[Extracted records]
● ● ● ● ● ● ●

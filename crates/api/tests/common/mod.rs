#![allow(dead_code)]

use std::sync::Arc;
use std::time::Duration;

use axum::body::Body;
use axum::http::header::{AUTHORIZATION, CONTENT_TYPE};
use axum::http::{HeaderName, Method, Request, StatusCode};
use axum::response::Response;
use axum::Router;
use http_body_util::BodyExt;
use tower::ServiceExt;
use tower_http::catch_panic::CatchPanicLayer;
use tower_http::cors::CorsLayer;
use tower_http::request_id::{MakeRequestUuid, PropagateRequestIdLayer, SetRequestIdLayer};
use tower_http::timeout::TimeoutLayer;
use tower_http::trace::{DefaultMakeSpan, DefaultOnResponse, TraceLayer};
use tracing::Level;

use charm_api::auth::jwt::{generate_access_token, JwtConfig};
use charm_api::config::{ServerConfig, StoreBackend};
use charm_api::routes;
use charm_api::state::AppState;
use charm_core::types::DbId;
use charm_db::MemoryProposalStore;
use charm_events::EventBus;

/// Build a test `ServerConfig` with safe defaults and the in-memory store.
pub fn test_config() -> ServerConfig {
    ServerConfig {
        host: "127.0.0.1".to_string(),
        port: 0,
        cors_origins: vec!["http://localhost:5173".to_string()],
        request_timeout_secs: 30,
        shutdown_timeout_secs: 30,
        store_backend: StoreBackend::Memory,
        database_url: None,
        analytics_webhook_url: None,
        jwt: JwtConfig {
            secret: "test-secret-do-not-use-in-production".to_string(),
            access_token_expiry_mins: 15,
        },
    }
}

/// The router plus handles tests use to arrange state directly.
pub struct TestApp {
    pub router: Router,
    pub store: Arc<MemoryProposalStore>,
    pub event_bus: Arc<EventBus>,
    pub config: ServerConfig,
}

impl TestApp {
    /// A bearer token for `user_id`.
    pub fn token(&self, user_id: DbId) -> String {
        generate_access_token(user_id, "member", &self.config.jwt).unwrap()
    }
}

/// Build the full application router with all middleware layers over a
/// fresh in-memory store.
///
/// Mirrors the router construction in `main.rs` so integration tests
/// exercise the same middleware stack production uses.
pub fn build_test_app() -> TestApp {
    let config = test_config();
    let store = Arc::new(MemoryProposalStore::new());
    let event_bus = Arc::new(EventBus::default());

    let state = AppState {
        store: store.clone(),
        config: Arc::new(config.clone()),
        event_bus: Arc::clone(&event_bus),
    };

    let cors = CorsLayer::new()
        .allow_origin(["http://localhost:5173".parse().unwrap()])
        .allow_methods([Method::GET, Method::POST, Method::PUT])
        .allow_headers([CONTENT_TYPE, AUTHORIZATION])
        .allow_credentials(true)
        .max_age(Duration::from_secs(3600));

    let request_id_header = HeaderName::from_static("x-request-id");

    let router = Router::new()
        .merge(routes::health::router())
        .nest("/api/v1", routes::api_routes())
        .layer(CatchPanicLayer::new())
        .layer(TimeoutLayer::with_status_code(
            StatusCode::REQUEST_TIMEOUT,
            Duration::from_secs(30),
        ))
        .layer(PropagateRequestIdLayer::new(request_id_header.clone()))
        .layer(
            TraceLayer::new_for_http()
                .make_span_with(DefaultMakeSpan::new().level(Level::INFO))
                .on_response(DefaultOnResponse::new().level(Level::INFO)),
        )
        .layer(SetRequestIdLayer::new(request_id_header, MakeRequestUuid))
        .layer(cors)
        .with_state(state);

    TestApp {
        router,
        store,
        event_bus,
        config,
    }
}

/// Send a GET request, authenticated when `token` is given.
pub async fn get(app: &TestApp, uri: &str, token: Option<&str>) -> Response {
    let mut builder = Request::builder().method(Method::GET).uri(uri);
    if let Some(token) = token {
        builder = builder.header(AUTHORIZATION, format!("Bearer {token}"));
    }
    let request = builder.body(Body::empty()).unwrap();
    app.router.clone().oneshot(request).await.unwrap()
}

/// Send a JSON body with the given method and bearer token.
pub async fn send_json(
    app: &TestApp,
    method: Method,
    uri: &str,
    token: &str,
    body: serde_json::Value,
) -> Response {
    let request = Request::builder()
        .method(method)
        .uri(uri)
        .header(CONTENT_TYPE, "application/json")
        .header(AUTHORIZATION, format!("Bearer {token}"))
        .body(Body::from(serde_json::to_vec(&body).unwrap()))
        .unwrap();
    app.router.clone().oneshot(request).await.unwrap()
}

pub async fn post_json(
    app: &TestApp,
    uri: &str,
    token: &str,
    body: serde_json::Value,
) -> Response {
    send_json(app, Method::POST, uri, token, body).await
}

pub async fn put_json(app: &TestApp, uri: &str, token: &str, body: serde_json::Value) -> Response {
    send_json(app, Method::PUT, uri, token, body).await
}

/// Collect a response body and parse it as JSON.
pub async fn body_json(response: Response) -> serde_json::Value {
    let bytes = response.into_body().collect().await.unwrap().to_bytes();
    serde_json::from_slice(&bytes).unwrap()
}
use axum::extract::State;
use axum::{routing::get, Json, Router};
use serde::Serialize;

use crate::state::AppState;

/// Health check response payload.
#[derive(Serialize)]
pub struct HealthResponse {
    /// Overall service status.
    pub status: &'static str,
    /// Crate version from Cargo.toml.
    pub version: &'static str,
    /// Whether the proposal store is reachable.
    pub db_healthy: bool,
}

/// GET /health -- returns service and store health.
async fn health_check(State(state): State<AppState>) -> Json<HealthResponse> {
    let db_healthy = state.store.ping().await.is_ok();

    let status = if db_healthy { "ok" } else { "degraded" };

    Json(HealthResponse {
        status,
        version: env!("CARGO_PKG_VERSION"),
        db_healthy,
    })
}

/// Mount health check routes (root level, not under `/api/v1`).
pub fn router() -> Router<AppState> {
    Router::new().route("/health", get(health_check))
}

● ● ● ● ● ● ●

Word for word, repeat the lines from the one holding "pub fn router()" through the last line of the entries, both included.

» **EXPECTED ANSWER**
pub fn router() -> Router<AppState> {
    Router::new().route("/health", get(health_check))
}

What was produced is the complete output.